E-business software supplier Siebel has rejected claims by customers and research of poor customer service, citing its own research in its defence.
Its own reference customers have blasted the company as "arrogant" and said its software was poor value for money - with lengthy and complex implementations - that in some cases even failed to work properly. Worse still, Siebel was savaged for poor customer service.
And, separately, a customer contacted by vnunet.com said that the three years spent installing Siebel had been "a complete nightmare".
Siebel took "two to three weeks to respond to calls", said Wale Omiyale, chief knowledge officer at UK market researchers Future Information Research Management.
"We were constantly told that the issues would be addressed in future releases," said Omiyale. "We are ready to ditch it," he added.
Omiyale's complaint comes on the back of two pieces of damning independent research. Last week Nucleus Research released findings from a survey among 66 companies listed on Siebel's website as reference customers. Of those who responded, 61 per cent reported no return on investment (ROI).
Customers told Nucleus of "arrogant" service staff and "astronomical" consulting charges. One customer was reported on Siebel's site as having said their deployment went smoothly and on time.
But Nucleus reported that, when interviewed, the same customer said the implementation took longer than planned.
"They couldn't finish it. We couldn't do it ourselves," he said in a statement in the Nucleus report. "The Siebel alliance partner didn't have adequate resources and they ended up fighting with Siebel because the project wasn't going smoothly."
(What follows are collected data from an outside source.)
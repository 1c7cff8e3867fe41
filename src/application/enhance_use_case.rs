// ============================================================
// EnhanceUseCase
// ============================================================
// The inference workflow: load image files, run them through the
// enlarger, write the reconstructions next to the inputs as
// `{stem}_ne{zoom}x.png`.
//
// Construction applies the strict weight policy: no weights file
// means a fatal MissingWeights error — enhancing with random
// weights would only produce noise.

use std::path::{Path, PathBuf};

use anyhow::{Context, Result};
use ndarray::Array3;

use crate::data::images::{image_to_array, save_array};
use crate::error::Error;
use crate::infra::weights::WeightStore;
use crate::ml::enhancer::Enhancer;

pub struct EnhanceUseCase {
    enhancer: Enhancer,
    zoom: u32,
}

impl EnhanceUseCase {
    /// Build the enlarger from saved weights. Fails with
    /// `Error::MissingWeights` (download URL included) if the
    /// conventional weights file is absent.
    pub fn new(
        models_dir: impl Into<PathBuf>,
        zoom: u32,
        kind: impl Into<String>,
        model: impl Into<String>,
    ) -> Result<Self> {
        let store = WeightStore::new(models_dir, zoom, kind, model);
        let enhancer = Enhancer::new(store, false)?;
        Ok(Self { enhancer, zoom })
    }

    /// Enhance each file and return the written output paths.
    pub fn enhance_files(&self, files: &[PathBuf]) -> Result<Vec<PathBuf>> {
        let mut inputs: Vec<Array3<f32>> = Vec::with_capacity(files.len());
        for path in files {
            let img = image::open(path).map_err(|source| Error::ImageLoad {
                path: path.clone(),
                source,
            })?;
            inputs.push(image_to_array(&img));
        }

        let (_, reconstructions) = self.enhancer.predict(&inputs)?;

        let mut outputs = Vec::with_capacity(files.len());
        for (path, repro) in files.iter().zip(&reconstructions) {
            let out_path = output_path(path, self.zoom);
            save_array(repro, &out_path)
                .with_context(|| format!("cannot write '{}'", out_path.display()))?;
            tracing::info!("wrote {}", out_path.display());
            outputs.push(out_path);
        }

        Ok(outputs)
    }

}

/// `photo.jpg` → `photo_ne2x.png` in the same directory.
fn output_path(input: &Path, zoom: u32) -> PathBuf {
    let stem = input
        .file_stem()
        .and_then(|s| s.to_str())
        .unwrap_or("output");
    input.with_file_name(format!("{}_ne{}x.png", stem, zoom))
}

// ─── Unit Tests ───────────────────────────────────────────────────────────────
#[cfg(test)]
mod tests {
    use super::*;

    #[test]
    fn test_missing_weights_is_fatal_for_enhance() {
        let dir = std::env::temp_dir().join(format!(
            "neural-enlarge-enhance-test-{}",
            std::process::id()
        ));
        let err = match EnhanceUseCase::new(dir, 2, "photo", "default") {
            Ok(_) => panic!("expected the missing-weights error"),
            Err(e) => e,
        };
        let err = err.downcast_ref::<Error>().expect("library error");
        assert!(matches!(err, Error::MissingWeights { .. }));
    }

    #[test]
    fn test_output_naming() {
        let out = output_path(Path::new("shots/photo.jpg"), 2);
        assert_eq!(out, PathBuf::from("shots/photo_ne2x.png"));
    }
}
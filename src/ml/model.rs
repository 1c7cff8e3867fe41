use burn::{
    nn::{
        conv::{Conv2d, Conv2dConfig, ConvTranspose2d, ConvTranspose2dConfig},
        pool::{MaxPool2d, MaxPool2dConfig},
        PaddingConfig2d,
    },
    prelude::*,
    tensor::activation::relu,
};

/// Channel widths of the three stages plus the RGB output count.
/// The topology is fully convolutional, so no input size appears here;
/// whatever tile size goes in, twice that size comes out.
#[derive(Config, Debug)]
pub struct EnlargeNetConfig {
    #[config(default = 3)]
    pub channels: usize,
    #[config(default = 64)]
    pub n1: usize,
    #[config(default = 128)]
    pub n2: usize,
    #[config(default = 256)]
    pub n3: usize,
}

impl EnlargeNetConfig {
    pub fn init<B: Backend>(&self, device: &B::Device) -> EnlargeNet<B> {
        EnlargeNet {
            enc1_a: conv3(self.channels, self.n1, device),
            enc1_b: conv3(self.n1, self.n1, device),
            skip_up: upsample(self.n1, self.n1, device),
            enc2_a: conv3(self.n1, self.n2, device),
            enc2_b: conv3(self.n2, self.n2, device),
            pool: MaxPool2dConfig::new([2, 2]).with_strides([2, 2]).init(),
            bottleneck: conv3(self.n2, self.n3, device),
            up2: upsample(self.n3, self.n3, device),
            dec2_a: conv3(self.n3, self.n2, device),
            dec2_b: conv3(self.n2, self.n2, device),
            up1: upsample(self.n2, self.n1, device),
            dec1_a: conv3(self.n1, self.n1, device),
            dec1_b: conv3(self.n1, self.n1, device),
            // Linear output head — no activation, 5x5 window
            output: Conv2dConfig::new([self.n1, self.channels], [5, 5])
                .with_padding(PaddingConfig2d::Same)
                .init(device),
        }
    }
}

/// 3x3 same-padding convolution.
fn conv3<B: Backend>(ch_in: usize, ch_out: usize, device: &B::Device) -> Conv2d<B> {
    Conv2dConfig::new([ch_in, ch_out], [3, 3])
        .with_padding(PaddingConfig2d::Same)
        .init(device)
}

/// Stride-2 transposed convolution that exactly doubles the
/// spatial size: out = (in-1)*2 - 2*1 + 3 + 1 = 2*in.
fn upsample<B: Backend>(ch_in: usize, ch_out: usize, device: &B::Device) -> ConvTranspose2d<B> {
    ConvTranspose2dConfig::new([ch_in, ch_out], [3, 3])
        .with_stride([2, 2])
        .with_padding([1, 1])
        .with_padding_out([1, 1])
        .init(device)
}

/// The enlarger network.
///
/// Encoder stage 1 runs at seed resolution and its output is lifted to
/// output resolution once (`skip_up`) to feed the outer skip join.
/// Stage 2 is the only pooled stage; the bottleneck sits below it.
/// The decoder mirrors the encoder with two additive skip connections
/// at matching resolutions.
#[derive(Module, Debug)]
pub struct EnlargeNet<B: Backend> {
    pub enc1_a: Conv2d<B>,
    pub enc1_b: Conv2d<B>,
    pub skip_up: ConvTranspose2d<B>,
    pub enc2_a: Conv2d<B>,
    pub enc2_b: Conv2d<B>,
    pub pool: MaxPool2d,
    pub bottleneck: Conv2d<B>,
    pub up2: ConvTranspose2d<B>,
    pub dec2_a: Conv2d<B>,
    pub dec2_b: Conv2d<B>,
    pub up1: ConvTranspose2d<B>,
    pub dec1_a: Conv2d<B>,
    pub dec1_b: Conv2d<B>,
    pub output: Conv2d<B>,
}

impl<B: Backend> EnlargeNet<B> {
    /// seeds: [batch, 3, s, s] → reconstruction: [batch, 3, 2s, 2s]
    pub fn forward(&self, x: Tensor<B, 4>) -> Tensor<B, 4> {
        // Encoder stage 1 (seed resolution)
        let c1 = relu(self.enc1_a.forward(x));
        let c1 = relu(self.enc1_b.forward(c1));
        // Lift stage 1 to output resolution for the outer skip
        let c1_up = relu(self.skip_up.forward(c1.clone()));

        // Encoder stage 2, then the single pooled downsample
        let c2 = relu(self.enc2_a.forward(c1));
        let c2 = relu(self.enc2_b.forward(c2));
        let x = self.pool.forward(c2.clone());

        // Bottleneck, then back up to seed resolution
        let c3 = relu(self.bottleneck.forward(x));
        let x = relu(self.up2.forward(c3));

        // Decoder stage 2 + inner additive skip
        let d2 = relu(self.dec2_a.forward(x));
        let d2 = relu(self.dec2_b.forward(d2));
        let m1 = c2 + d2;

        // Up to output resolution, decoder stage 1 + outer skip
        let m1 = relu(self.up1.forward(m1));
        let d1 = relu(self.dec1_a.forward(m1));
        let d1 = relu(self.dec1_b.forward(d1));
        let m2 = c1_up + d1;

        self.output.forward(m2)
    }
}

// ─── Unit Tests ───────────────────────────────────────────────────────────────
#[cfg(test)]
mod tests {
    use super::*;
    use crate::ml::InferBackend;

    #[test]
    fn test_forward_doubles_spatial_size() {
        let device = Default::default();
        let net = EnlargeNetConfig::new().init::<InferBackend>(&device);
        let seed = Tensor::<InferBackend, 4>::zeros([1, 3, 8, 8], &device);
        let out = net.forward(seed);
        assert_eq!(out.dims(), [1, 3, 16, 16]);
    }

    #[test]
    fn test_forward_keeps_batch_and_channels() {
        let device = Default::default();
        let net = EnlargeNetConfig::new().init::<InferBackend>(&device);
        let seed = Tensor::<InferBackend, 4>::zeros([2, 3, 4, 4], &device);
        let out = net.forward(seed);
        assert_eq!(out.dims(), [2, 3, 8, 8]);
    }
}
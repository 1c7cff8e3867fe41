// ============================================================
// PSNR Metric
// ============================================================
// Peak Signal-to-Noise Ratio over images scaled to [0, 1]:
//
//   PSNR = 20 * log10(MAXp) - 10 * log10(MSE)
//
// With MAXp = 1 the first term is zero, leaving
//
//   PSNR = -10 * log10(mean((y_pred - y_true)^2))
//
// Two forms are provided: `psnr` over plain ndarray data (used for
// reporting and tests) and `psnr_loss` over burn tensors (used as
// the training metric inside the graph). They must agree within
// floating-point tolerance on the same data.

use burn::prelude::*;
use ndarray::{ArrayBase, Data, Dimension};

/// PSNR in decibels over plain arrays.
///
/// Zero error gives `f64::INFINITY`, never a divide-by-zero.
///
/// # Panics
/// Panics if the two arrays have different shapes; the message
/// carries both shapes.
pub fn psnr<S, D>(y_true: &ArrayBase<S, D>, y_pred: &ArrayBase<S, D>) -> f64
where
    S: Data<Elem = f32>,
    D: Dimension,
{
    assert!(
        y_true.shape() == y_pred.shape(),
        "cannot calculate PSNR: input shapes not same. y_true shape = {:?}, y_pred shape = {:?}",
        y_true.shape(),
        y_pred.shape(),
    );

    let n = y_true.len() as f64;
    let mse: f64 = y_true
        .iter()
        .zip(y_pred.iter())
        .map(|(&t, &p)| {
            let d = f64::from(p) - f64::from(t);
            d * d
        })
        .sum::<f64>()
        / n;

    if mse == 0.0 {
        f64::INFINITY
    } else {
        -10.0 * mse.log10()
    }
}

/// PSNR as a tensor expression: `-10 * ln(mean((y_pred - y_true)^2)) / ln(10)`.
///
/// Stays inside the framework graph so it can ride along with the
/// training step. Identical inputs produce `+inf` through `ln(0)`.
pub fn psnr_loss<B: Backend, const D: usize>(
    y_true: Tensor<B, D>,
    y_pred: Tensor<B, D>,
) -> Tensor<B, 1> {
    (y_pred - y_true)
        .powf_scalar(2.0)
        .mean()
        .log()
        .mul_scalar(-10.0 / std::f32::consts::LN_10)
}

// ─── Unit Tests ───────────────────────────────────────────────────────────────
#[cfg(test)]
mod tests {
    use super::*;
    use crate::ml::InferBackend;
    use ndarray::{arr1, Array3};

    #[test]
    fn test_identical_inputs_give_positive_infinity() {
        let a = Array3::<f32>::from_elem((4, 4, 3), 0.25);
        let value = psnr(&a, &a);
        assert!(value.is_infinite() && value > 0.0);
    }

    #[test]
    fn test_known_value() {
        // Constant error of 0.5 → MSE 0.25 → -10*log10(0.25) ≈ 6.0206
        let t = arr1(&[0.0f32, 0.0, 0.0, 0.0]);
        let p = arr1(&[0.5f32, 0.5, 0.5, 0.5]);
        assert!((psnr(&t, &p) - 6.020_599_913).abs() < 1e-6);
    }

    #[test]
    #[should_panic(expected = "input shapes not same")]
    fn test_shape_mismatch_panics_with_shapes() {
        let t = arr1(&[0.0f32, 0.0]);
        let p = arr1(&[0.0f32, 0.0, 0.0]);
        let _ = psnr(&t, &p);
    }

    #[test]
    fn test_tensor_form_is_infinite_at_zero_error() {
        let device = Default::default();
        let a = Tensor::<InferBackend, 1>::from_floats([0.3, 0.7, 0.1], &device);
        let value: f64 = psnr_loss(a.clone(), a).into_scalar().elem();
        assert!(value.is_infinite() && value > 0.0);
    }

    #[test]
    fn test_array_and_tensor_forms_agree() {
        let t = arr1(&[0.10f32, 0.55, 0.90, 0.25, 0.40, 0.75]);
        let p = arr1(&[0.12f32, 0.50, 0.95, 0.20, 0.42, 0.80]);

        let plain = psnr(&t, &p);

        let device = Default::default();
        let tt = Tensor::<InferBackend, 1>::from_floats(
            t.as_slice().unwrap(),
            &device,
        );
        let tp = Tensor::<InferBackend, 1>::from_floats(
            p.as_slice().unwrap(),
            &device,
        );
        let tensor: f64 = psnr_loss(tt, tp).into_scalar().elem();

        assert!(
            (plain - tensor).abs() < 1e-3,
            "plain = {plain}, tensor = {tensor}"
        );
    }
}
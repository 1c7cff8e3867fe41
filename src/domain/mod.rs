// ============================================================
// Domain Layer
// ============================================================
// Plain data types shared by every other layer.
//
// Rules for this layer:
//   - NO burn framework types allowed here
//   - NO file I/O
//   - Only arrays, structs, and traits
//
// An image anywhere in this crate is an ndarray `Array3<f32>` in
// HWC (height, width, channel) order with values in [0, 1].
// The framework's NCHW layout exists only inside the ml layer.

// A decoded image loaded from disk
pub mod image;

// A (target tile, low-res seed) training pair
pub mod patch;

// Core abstractions implemented by the data layer
pub mod traits;
// ============================================================
// Train/Validation Splitter
// ============================================================
// Shuffles patches and splits them into a training set and a
// held-out validation set. Patches from one image are spatially
// correlated, so the shuffle matters: without it the validation
// set would come from a single corner of a single image.

use rand::seq::SliceRandom;

/// Randomly shuffle `samples` and split into (train, validation).
///
/// `train_fraction` is the proportion kept for training,
/// e.g. 0.8 keeps 80% and holds out 20%.
pub fn split_train_val<T>(mut samples: Vec<T>, train_fraction: f64) -> (Vec<T>, Vec<T>) {
    let mut rng = rand::thread_rng();
    samples.shuffle(&mut rng);

    let total = samples.len();
    let split_at = ((total as f64) * train_fraction).round() as usize;
    let split_at = split_at.min(total);

    // split_off(n) removes [n..] and returns it
    let val = samples.split_off(split_at);

    tracing::debug!(
        "dataset split: {} training, {} validation",
        samples.len(),
        val.len(),
    );

    (samples, val)
}

// ─── Unit Tests ───────────────────────────────────────────────────────────────
#[cfg(test)]
mod tests {
    use super::*;

    #[test]
    fn test_split_sizes_at_default_fraction() {
        // 40 patches at the 0.8 training fraction: 32 train, 8 held out
        let patches: Vec<u32> = (0..40).collect();
        let (train, val) = split_train_val(patches, 0.8);
        assert_eq!(train.len(), 32);
        assert_eq!(val.len(), 8);
    }

    #[test]
    fn test_fraction_rounds_to_nearest() {
        // 7 * 0.5 = 3.5 rounds up: 4 train, 3 validation
        let patches: Vec<u32> = (0..7).collect();
        let (train, val) = split_train_val(patches, 0.5);
        assert_eq!(train.len(), 4);
        assert_eq!(val.len(), 3);
    }

    #[test]
    fn test_split_loses_and_invents_nothing() {
        // The shuffle reorders but every patch lands on exactly one side
        let patches: Vec<u32> = (0..33).collect();
        let (train, val) = split_train_val(patches, 0.6);

        let mut recombined: Vec<u32> = train.into_iter().chain(val).collect();
        recombined.sort_unstable();
        assert_eq!(recombined, (0..33).collect::<Vec<u32>>());
    }

    #[test]
    fn test_no_patches_no_panic() {
        let (train, val) = split_train_val(Vec::<u32>::new(), 0.8);
        assert!(train.is_empty());
        assert!(val.is_empty());
    }

    #[test]
    fn test_everything_trains_at_fraction_one() {
        let (train, val) = split_train_val((0..12).collect::<Vec<u32>>(), 1.0);
        assert_eq!(train.len(), 12);
        assert!(val.is_empty());
    }
}
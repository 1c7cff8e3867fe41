// ============================================================
// Data Pipeline
// ============================================================
// Everything from image files on disk to framework-ready
// tensor batches.
//
// The pipeline flows in this order:
//
//   png / jpg files
//       │
//       ▼
//   ImageLoader       → decodes files into [0,1] HWC arrays
//       │
//       ▼
//   Patcher           → cuts hi-res tiles, downscales seeds
//       │
//       ▼
//   split_train_val   → shuffled 80/20 split
//       │
//       ▼
//   PatchDataset      → implements burn's Dataset trait
//       │
//       ▼
//   SrBatcher         → stacks patches into NCHW tensor pairs
//       │
//       ▼
//   DataLoader        → feeds batches to the training loop
//
// Each module is responsible for exactly one step.

/// Pixel array ↔ image crate conversions and file saving
pub mod images;

/// Decodes image files from a directory
pub mod loader;

/// Cuts training tiles and builds low-res seeds
pub mod patcher;

/// Implements burn's Dataset trait for training patches
pub mod dataset;

/// Implements burn's Batcher trait to create tensor batches
pub mod batcher;

/// Shuffles and splits data into train/validation sets
pub mod splitter;
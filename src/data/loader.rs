// ============================================================
// Image Loader
// ============================================================
// Loads every decodable image from a directory using the
// `image` crate. One bad file is logged and skipped rather
// than failing the whole run.

use anyhow::{Context, Result};
use std::{fs, path::Path};

use crate::data::images::image_to_array;
use crate::domain::image::SourceImage;
use crate::domain::traits::ImageSource;
use crate::error::Error;

/// File extensions treated as training images.
const IMAGE_EXTENSIONS: &[&str] = &["png", "jpg", "jpeg", "bmp"];

/// Loads all images from a given directory.
/// Implements the ImageSource trait from the domain layer.
pub struct ImageLoader {
    /// Path to the directory containing image files
    dir: String,
}

impl ImageLoader {
    pub fn new(dir: impl Into<String>) -> Self {
        Self { dir: dir.into() }
    }
}

impl ImageSource for ImageLoader {
    fn load_all(&self) -> Result<Vec<SourceImage>> {
        let dir = Path::new(&self.dir);

        // Missing directory → empty corpus, not a crash
        if !dir.exists() {
            tracing::warn!(
                "image directory '{}' does not exist — returning empty corpus",
                self.dir
            );
            return Ok(Vec::new());
        }

        let mut images = Vec::new();

        for entry in fs::read_dir(dir)
            .with_context(|| format!("cannot read directory '{}'", self.dir))?
        {
            let entry = entry?;
            let path = entry.path();

            let ext = path
                .extension()
                .and_then(|e| e.to_str())
                .map(|e| e.to_lowercase());
            let is_image = ext
                .as_deref()
                .map(|e| IMAGE_EXTENSIONS.contains(&e))
                .unwrap_or(false);
            if !is_image {
                continue;
            }

            match load_single(&path) {
                Ok(img) => {
                    let (h, w) = img.dims();
                    tracing::debug!("loaded: {} ({}x{})", img.source, w, h);
                    images.push(img);
                }
                // Warn and continue — don't fail on one bad file
                Err(e) => {
                    tracing::warn!("skipping '{}': {}", path.display(), e);
                }
            }
        }

        tracing::info!("loaded {} images", images.len());
        Ok(images)
    }
}

/// Decode a single file into a SourceImage.
fn load_single(path: &Path) -> Result<SourceImage> {
    let img = image::open(path).map_err(|source| Error::ImageLoad {
        path: path.to_path_buf(),
        source,
    })?;

    let source = path
        .file_name()
        .and_then(|n| n.to_str())
        .unwrap_or("unknown")
        .to_string();

    Ok(SourceImage::new(source, image_to_array(&img)))
}
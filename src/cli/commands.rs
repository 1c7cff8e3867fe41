// ============================================================
// CLI Commands and Arguments
// ============================================================
// Two subcommands: `train` and `enhance`, with the configuration
// axes (zoom / type / model) shared between them — they select
// which weights file a run reads and writes.

use clap::{Args, Subcommand};
use std::path::PathBuf;

use crate::application::train_use_case::TrainConfig;

#[derive(Subcommand, Debug)]
pub enum Commands {
    /// Train the enlarger on a directory of images
    Train(TrainArgs),

    /// Enhance image files using trained weights
    Enhance(EnhanceArgs),
}

/// All arguments for the `train` command.
#[derive(Args, Debug)]
pub struct TrainArgs {
    /// Directory of training images (png/jpg)
    #[arg(long, default_value = "data/images")]
    pub images_dir: String,

    /// Directory where weight files live
    #[arg(long, default_value = "models")]
    pub models_dir: String,

    /// Upscale factor (filename axis; the topology does 2x per step)
    #[arg(long, default_value_t = 2)]
    pub zoom: u32,

    /// Model type, e.g. photo or art (filename axis)
    #[arg(long = "type", default_value = "photo")]
    pub kind: String,

    /// Model name (filename axis)
    #[arg(long, default_value = "default")]
    pub model: String,

    /// Side length of hi-res training tiles;
    /// the network sees batch-shape / zoom pixel seeds
    #[arg(long, default_value_t = 192)]
    pub batch_shape: usize,

    /// Patches per gradient step
    #[arg(long, default_value_t = 15)]
    pub batch_size: usize,

    /// Number of full passes over the training patches
    #[arg(long, default_value_t = 50)]
    pub epochs: usize,

    /// Initial Adam learning rate
    #[arg(long, default_value_t = 1e-3)]
    pub lr: f64,

    /// Epochs between learning-rate decays
    #[arg(long, default_value_t = 25)]
    pub lr_period: usize,

    /// Multiplier applied to the learning rate each period
    #[arg(long, default_value_t = 0.5)]
    pub lr_decay: f64,
}

/// CLI args → application config; the application layer never
/// sees clap types.
impl From<TrainArgs> for TrainConfig {
    fn from(a: TrainArgs) -> Self {
        TrainConfig {
            images_dir: a.images_dir,
            models_dir: a.models_dir,
            zoom: a.zoom,
            kind: a.kind,
            model: a.model,
            batch_shape: a.batch_shape,
            batch_size: a.batch_size,
            epochs: a.epochs,
            lr: a.lr,
            lr_period: a.lr_period,
            lr_decay: a.lr_decay,
        }
    }
}

/// All arguments for the `enhance` command.
#[derive(Args, Debug)]
pub struct EnhanceArgs {
    /// Image files to enhance
    #[arg(required = true)]
    pub files: Vec<PathBuf>,

    /// Directory where weight files live
    #[arg(long, default_value = "models")]
    pub models_dir: String,

    /// Upscale factor (selects the weights file)
    #[arg(long, default_value_t = 2)]
    pub zoom: u32,

    /// Model type (selects the weights file)
    #[arg(long = "type", default_value = "photo")]
    pub kind: String,

    /// Model name (selects the weights file)
    #[arg(long, default_value = "default")]
    pub model: String,
}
This summer, research among readers of three VNU titles - IT Week, Computing and Financial Director - reported similar experiences. In the ImageTrak research, a study on brand satisfaction, readers rated Siebel bottom overall.
Customers considered Siebel neither a technology leader nor trusted supplier.
But Siebel has dismissed both sets research as unrepresentative. The motives and methodology of the Nucleus survey were "questionable", said Neil Morgan, the company's European vice president of marketing.
"We did a huge survey of our customers and the responses are very consistent. For example, the majority are seeing ROI in the range of 10 to 12 months," he said.
Morgan admitted he had not seen the research in detail, but added that Siebel's own research did "justice" to its customer service efforts.
Kevin Lucas, senior analyst at AMR Research, said all available evidence showed that Siebel does take customer services "very seriously". But he cautioned against taking the company's claims at face value.
"Our own calls to end users have not managed to substantiate Siebel's figures," he said.
Part of the reason for Siebel's increasingly poor reputation may result from the type of clients it has taken on. Siebel is very big in contact centres, said Lucas.
This sort of project is inherently complex because of the number of back-office systems and third-party systems with which implementations have to integrate, he added.